Amendment, by leave, withdrawn.

[Amendment No. 55, not moved.]

Clause 22 [Interpretation]:

Lord Belstead moved Amendment No. 56: Page 20, leave out line 31.

The noble Lord said: My Lords, this amendment is consequential on Amendment No. 4. I beg to move.

On Question, amendment agreed to.

[Amendment No. 57 not moved.]

Schedule 1 [Emergency prohibitions]:

Lord Belstead moved Amendments Nos. 58 and 59:

[Printed earlier: col. 117.]

On Question, amendments agreed to.

Lord Belstead moved Amendment No. 60: Page 25, line 17, leave out ("or feeding stuffs")

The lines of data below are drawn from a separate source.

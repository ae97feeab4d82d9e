// src/models/comment.rs

use serde::{Deserialize, Serialize};
use sqlx::FromRow;
use validator::Validate;

/// Represents the 'comments' table in the database.
#[derive(Debug, Clone, FromRow, Serialize, Deserialize, PartialEq)]
#[serde(rename_all = "camelCase")]
pub struct Comment {
    pub id: i64,
    pub post_id: i64,
    pub user_id: i64,
    pub content: String,
    pub created_at: chrono::DateTime<chrono::Utc>,
}

#[derive(Debug, Clone)]
pub struct NewComment {
    pub post_id: i64,
    pub user_id: i64,
    pub content: String,
}

/// DTO for creating a new comment.
#[derive(Debug, Deserialize, Validate)]
pub struct CreateCommentRequest {
    #[validate(length(
        min = 1,
        max = 1000,
        message = "Comment must be between 1 and 1000 characters"
    ))]
    pub content: String,
}
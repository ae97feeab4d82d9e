// src/models/like.rs

use serde::{Deserialize, Serialize};
use sqlx::FromRow;

/// Represents the 'likes' table: one row per (user, post) pair.
#[derive(Debug, Clone, FromRow, Serialize, Deserialize, PartialEq)]
#[serde(rename_all = "camelCase")]
pub struct Like {
    pub id: i64,
    pub user_id: i64,
    pub post_id: i64,
    pub created_at: chrono::DateTime<chrono::Utc>,
}

/// Result of a like/unlike call: the caller's membership and the post's counter afterwards.
#[derive(Debug, Clone, Copy, Serialize, PartialEq, Eq)]
#[serde(rename_all = "camelCase")]
pub struct LikeStatus {
    pub post_id: i64,
    pub liked: bool,
    pub likes: i32,
}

On Question, amendment agreed to.

Lord Belstead moved Amendments Nos. 61 to 64:

[Printed earlier: col. 117.]

The noble Lord said: My Lords, these amendments are consequential on Amendment No. 4. I beg to move.

On Question, amendments agreed to.

Schedule 2 [Officers and their powers]:

Lord Belstead moved Amendment No. 65:

[Printed earlier: col. 137.]

The noble Lord said: My Lords, this amendment is consequential. I beg to move.

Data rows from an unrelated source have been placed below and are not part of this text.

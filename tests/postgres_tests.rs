// tests/postgres_tests.rs
//
// Runs against a real Postgres: `DATABASE_URL=... cargo test -- --ignored`

use std::sync::Arc;

use community_notes::{
    error::AppError,
    models::{
        post::{MediaType, NewPost},
        user::NewUser,
    },
    services::{FeedService, LikeService},
    store::{EntityStore, PgStore, SharedStore},
};
use sqlx::postgres::PgPoolOptions;

async fn store() -> SharedStore {
    let database_url = std::env::var("DATABASE_URL").expect("DATABASE_URL must be set");

    let pool = PgPoolOptions::new()
        .max_connections(10)
        .connect(&database_url)
        .await
        .expect("Failed to connect to Postgres for testing.");

    sqlx::migrate!("./migrations")
        .run(&pool)
        .await
        .expect("Failed to migrate database");

    Arc::new(PgStore::new(pool))
}

async fn user(store: &SharedStore, prefix: &str) -> i64 {
    // Truncate UUID to keep usernames short
    let username = format!("{}_{}", prefix, &uuid::Uuid::new_v4().to_string()[..8]);
    store
        .create_user(NewUser {
            username,
            password_hash: "not-a-real-hash".to_string(),
        })
        .await
        .unwrap()
        .id
}

async fn post(store: &SharedStore, user_id: i64) -> i64 {
    store
        .create_post(NewPost {
            user_id,
            content: "pg test".to_string(),
            media_url: None,
            media_type: MediaType::None,
        })
        .await
        .unwrap()
        .id
}

async fn like_rows(store: &SharedStore, user_ids: &[i64], post_id: i64) -> usize {
    let mut rows = 0;
    for user_id in user_ids {
        if store.get_like(*user_id, post_id).await.unwrap().is_some() {
            rows += 1;
        }
    }
    rows
}

#[tokio::test]
#[ignore]
async fn concurrent_likes_are_counted_exactly() {
    let store = store().await;
    let author = user(&store, "author").await;
    let post_id = post(&store, author).await;

    let mut fans = Vec::new();
    for _ in 0..10 {
        fans.push(user(&store, "fan").await);
    }

    let likes = LikeService::new(store.clone());
    let mut handles = Vec::new();
    for &fan in &fans {
        for _ in 0..2 {
            let likes = likes.clone();
            handles.push(tokio::spawn(async move { likes.like(fan, post_id).await }));
        }
    }

    let mut conflicts = 0;
    for handle in handles {
        match handle.await.unwrap() {
            Ok(_) => {}
            Err(AppError::Conflict(_)) => conflicts += 1,
            Err(e) => panic!("unexpected error: {}", e),
        }
    }

    assert_eq!(conflicts, fans.len());
    let post = FeedService::new(store.clone()).get_post(post_id).await.unwrap();
    assert_eq!(post.likes as usize, fans.len());
    assert_eq!(like_rows(&store, &fans, post_id).await, fans.len());
}

#[tokio::test]
#[ignore]
async fn unlike_without_like_keeps_counter() {
    let store = store().await;
    let author = user(&store, "author").await;
    let stranger = user(&store, "stranger").await;
    let post_id = post(&store, author).await;

    let likes = LikeService::new(store.clone());
    likes.like(author, post_id).await.unwrap();

    let status = likes.unlike(stranger, post_id).await.unwrap();
    assert_eq!(status.likes, 1);

    assert_eq!(likes.unlike(author, post_id).await.unwrap().likes, 0);
    assert_eq!(likes.unlike(author, post_id).await.unwrap().likes, 0);
}

#[tokio::test]
#[ignore]
async fn missing_post_is_not_found() {
    let store = store().await;
    let author = user(&store, "author").await;
    let likes = LikeService::new(store.clone());

    assert!(matches!(
        likes.like(author, i64::MAX).await,
        Err(AppError::NotFound(_))
    ));
}

#[tokio::test]
#[ignore]
async fn like_from_unknown_user_is_not_found() {
    let store = store().await;
    let author = user(&store, "author").await;
    let post_id = post(&store, author).await;
    let likes = LikeService::new(store.clone());

    assert!(matches!(
        likes.like(i64::MAX, post_id).await,
        Err(AppError::NotFound(_))
    ));
    assert!(likes.likes_by_user(i64::MAX).await.unwrap().is_empty());
    let post = FeedService::new(store).get_post(post_id).await.unwrap();
    assert_eq!(post.likes, 0);
}

#[tokio::test]
#[ignore]
async fn authors_are_fetched_in_one_batch() {
    let store = store().await;
    let first = user(&store, "batch").await;
    let second = user(&store, "batch").await;

    let users = store.get_users_by_ids(&[second, first, i64::MAX]).await.unwrap();
    let mut ids: Vec<i64> = users.into_iter().map(|u| u.id).collect();
    ids.sort();
    assert_eq!(ids, vec![first, second]);
}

On Question, amendment agreed to.

Schedule 4 [Particulars to be contained in registers]:

Lord Belstead moved Amendment No. 65A:

Page 31, line 31, at end insert— ("4A. The results of any toxicity tests carried out for the purpose of determining whether a licence should be issued or the provisions to be included in one.")

The noble Lord said: My Lords, at the Committee stage I undertook to look at an amendment tabled by the noble Baroness, Lady Nicol, concerning the disclosure of the results of toxicity tests. Your Lordships may recall that these are already, and will continue to be, disclosed; but I agreed on that occasion that there ought to be specific mention of them, which was the case that the noble Baroness was making. The present amendment is in response to the noble Baroness and refers to "any" tests. Since, as I explained in Committee, not all applications require them, it allows us to consider results of tests carried out by others, and it describes the purpose of the tests. I have discussed the text with the noble Baroness and I believe that it meets her concerns. I hope so. I beg to move.

Baroness Nicol

My Lords, it gives me great pleasure to rise once more and thank the Minister not simply for this amendment but for his courtesy and helpfulness throughout the Bill.

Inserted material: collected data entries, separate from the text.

// src/models/user.rs

use serde::{Deserialize, Serialize};
use sqlx::FromRow;
use validator::Validate;

/// Represents the 'users' table in the database.
#[derive(Debug, Clone, FromRow, Serialize, Deserialize, PartialEq)]
#[serde(rename_all = "camelCase")]
pub struct User {
    pub id: i64,

    /// Unique username.
    pub username: String,

    /// Argon2 password hash.
    /// Skipped during serialization to prevent leaking sensitive data.
    #[serde(skip)]
    pub password: String,

    pub created_at: chrono::DateTime<chrono::Utc>,
}

/// Values the store needs to insert a user. The password is already hashed.
#[derive(Debug, Clone)]
pub struct NewUser {
    pub username: String,
    pub password_hash: String,
}

/// DTO for creating a new user (Registration).
#[derive(Debug, Deserialize, Validate)]
pub struct CreateUserRequest {
    #[validate(length(
        min = 3,
        max = 50,
        message = "Username length must be between 3 and 50 characters."
    ))]
    pub username: String,
    #[validate(length(
        min = 4,
        max = 128,
        message = "Password length must be between 4 and 128 characters."
    ))]
    pub password: String,
}

/// DTO for user login.
#[derive(Debug, Deserialize, Validate)]
pub struct LoginRequest {
    #[validate(length(min = 1, max = 50))]
    pub username: String,
    #[validate(length(min = 1, max = 128))]
    pub password: String,
}
// src/models/post.rs

use serde::{Deserialize, Deserializer, Serialize};
use sqlx::FromRow;
use std::{fmt, str::FromStr};
use url::Url;
use validator::{Validate, ValidationError};

/// Kind of media attached to a post.
#[derive(Debug, Clone, Copy, Default, PartialEq, Eq, Hash, Serialize, Deserialize)]
#[serde(rename_all = "lowercase")]
pub enum MediaType {
    #[default]
    None,
    Photo,
    Video,
}

impl MediaType {
    pub fn as_str(&self) -> &'static str {
        match self {
            MediaType::None => "none",
            MediaType::Photo => "photo",
            MediaType::Video => "video",
        }
    }
}

impl fmt::Display for MediaType {
    fn fmt(&self, f: &mut fmt::Formatter<'_>) -> fmt::Result {
        f.write_str(self.as_str())
    }
}

impl FromStr for MediaType {
    type Err = String;

    fn from_str(s: &str) -> Result<Self, Self::Err> {
        match s {
            "none" => Ok(MediaType::None),
            "photo" => Ok(MediaType::Photo),
            "video" => Ok(MediaType::Video),
            other => Err(format!("unknown media type '{}'", other)),
        }
    }
}

/// A post as returned to clients.
#[derive(Debug, Clone, Serialize, Deserialize, PartialEq)]
#[serde(rename_all = "camelCase")]
pub struct Post {
    pub id: i64,
    pub user_id: i64,
    pub content: String,
    pub media_url: Option<String>,
    pub media_type: MediaType,

    /// Denormalized count of rows in `likes` for this post.
    pub likes: i32,

    pub created_at: chrono::DateTime<chrono::Utc>,
}

/// Raw row of the 'posts' table. `media_type` is stored as TEXT.
#[derive(Debug, FromRow)]
pub struct PostRow {
    pub id: i64,
    pub user_id: i64,
    pub content: String,
    pub media_url: Option<String>,
    pub media_type: String,
    pub likes: i32,
    pub created_at: chrono::DateTime<chrono::Utc>,
}

impl From<PostRow> for Post {
    fn from(row: PostRow) -> Self {
        let media_type = row.media_type.parse().unwrap_or_else(|e| {
            tracing::warn!("Post {} has {}, treating as none", row.id, e);
            MediaType::None
        });

        Post {
            id: row.id,
            user_id: row.user_id,
            content: row.content,
            media_url: row.media_url,
            media_type,
            likes: row.likes,
            created_at: row.created_at,
        }
    }
}

/// Values the store needs to insert a post.
/// `likes` and `created_at` are always assigned by the store.
#[derive(Debug, Clone)]
pub struct NewPost {
    pub user_id: i64,
    pub content: String,
    pub media_url: Option<String>,
    pub media_type: MediaType,
}

/// DTO for creating a new post.
/// Any client-supplied `likes`/`createdAt` is ignored because those fields don't exist here.
#[derive(Debug, Deserialize, Validate)]
#[serde(rename_all = "camelCase")]
#[validate(schema(function = validate_media_pair))]
pub struct CreatePostRequest {
    /// Required, but may be empty.
    #[validate(length(max = 10000, message = "Content must be at most 10000 characters"))]
    pub content: String,

    #[serde(default, deserialize_with = "empty_string_as_none")]
    #[validate(length(max = 2048), custom(function = validate_url_string))]
    pub media_url: Option<String>,

    #[serde(default)]
    pub media_type: Option<MediaType>,
}

impl CreatePostRequest {
    pub fn media_type(&self) -> MediaType {
        self.media_type.unwrap_or_default()
    }
}

/// Query parameters for listing posts.
#[derive(Debug, Default, Deserialize)]
pub struct PostListParams {
    /// Restrict the feed to one media type.
    pub media: Option<MediaType>,
}

/// Query parameters for the trending feed.
#[derive(Debug, Default, Deserialize)]
pub struct TrendingParams {
    /// Number of posts to return (default: 10, max: 100).
    pub limit: Option<usize>,
}

/// Clients send `""` when no media is attached.
fn empty_string_as_none<'de, D>(deserializer: D) -> Result<Option<String>, D::Error>
where
    D: Deserializer<'de>,
{
    let value = Option::<String>::deserialize(deserializer)?;
    Ok(value.filter(|s| !s.trim().is_empty()))
}

/// Validates that a string is a correctly formatted URL.
fn validate_url_string(url: &str) -> Result<(), ValidationError> {
    if Url::parse(url).is_err() {
        return Err(ValidationError::new("invalid_url"));
    }
    Ok(())
}

/// A media URL and a non-`none` media type must come together.
fn validate_media_pair(req: &CreatePostRequest) -> Result<(), ValidationError> {
    match (req.media_url.is_some(), req.media_type()) {
        (true, MediaType::None) => Err(ValidationError::new("media_type_required")
            .with_message("mediaType must be photo or video when mediaUrl is set".into())),
        (false, MediaType::Photo | MediaType::Video) => Err(ValidationError::new(
            "media_url_required",
        )
        .with_message("mediaUrl is required for photo and video posts".into())),
        _ => Ok(()),
    }
}

#[cfg(test)]
mod tests {
    use super::*;

    fn parse(body: serde_json::Value) -> CreatePostRequest {
        serde_json::from_value(body).unwrap()
    }

    #[test]
    fn text_post_is_valid() {
        let req = parse(serde_json::json!({ "content": "hi", "mediaUrl": "", "mediaType": null }));
        assert!(req.validate().is_ok());
        assert_eq!(req.media_url, None);
        assert_eq!(req.media_type(), MediaType::None);
    }

    #[test]
    fn empty_content_is_allowed() {
        let req = parse(serde_json::json!({ "content": "" }));
        assert!(req.validate().is_ok());
    }

    #[test]
    fn photo_needs_url() {
        let req = parse(serde_json::json!({ "content": "x", "mediaType": "photo" }));
        assert!(req.validate().is_err());

        let req = parse(serde_json::json!({
            "content": "x",
            "mediaType": "photo",
            "mediaUrl": "https://cdn.example.com/cat.png"
        }));
        assert!(req.validate().is_ok());
    }

    #[test]
    fn url_needs_media_type() {
        let req = parse(serde_json::json!({
            "content": "x",
            "mediaUrl": "https://cdn.example.com/clip.mp4"
        }));
        assert!(req.validate().is_err());
    }

    #[test]
    fn malformed_url_is_rejected() {
        let req = parse(serde_json::json!({
            "content": "x",
            "mediaType": "video",
            "mediaUrl": "not a url"
        }));
        let errors = req.validate().unwrap_err();
        assert!(errors.field_errors().contains_key("media_url"));
    }

    #[test]
    fn media_type_text_round_trips_through_row() {
        let row = PostRow {
            id: 1,
            user_id: 2,
            content: "c".into(),
            media_url: Some("https://x.test/a.mp4".into()),
            media_type: "video".into(),
            likes: 3,
            created_at: chrono::Utc::now(),
        };
        let post = Post::from(row);
        assert_eq!(post.media_type, MediaType::Video);
        assert_eq!(post.likes, 3);
    }
}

On Question, amendment agreed to.

Lord Belstead moved Amendment No. 66:

[Printed earlier: col. 182.]

The noble Lord said: My Lords, this amendment is consequential. May I thank the noble Baroness for those kind words, and the rest of your Lordships for your help throughout a long day. I beg to move.

On Question, amendment agreed to.

House adjourned at twenty minutes past ten o'clock.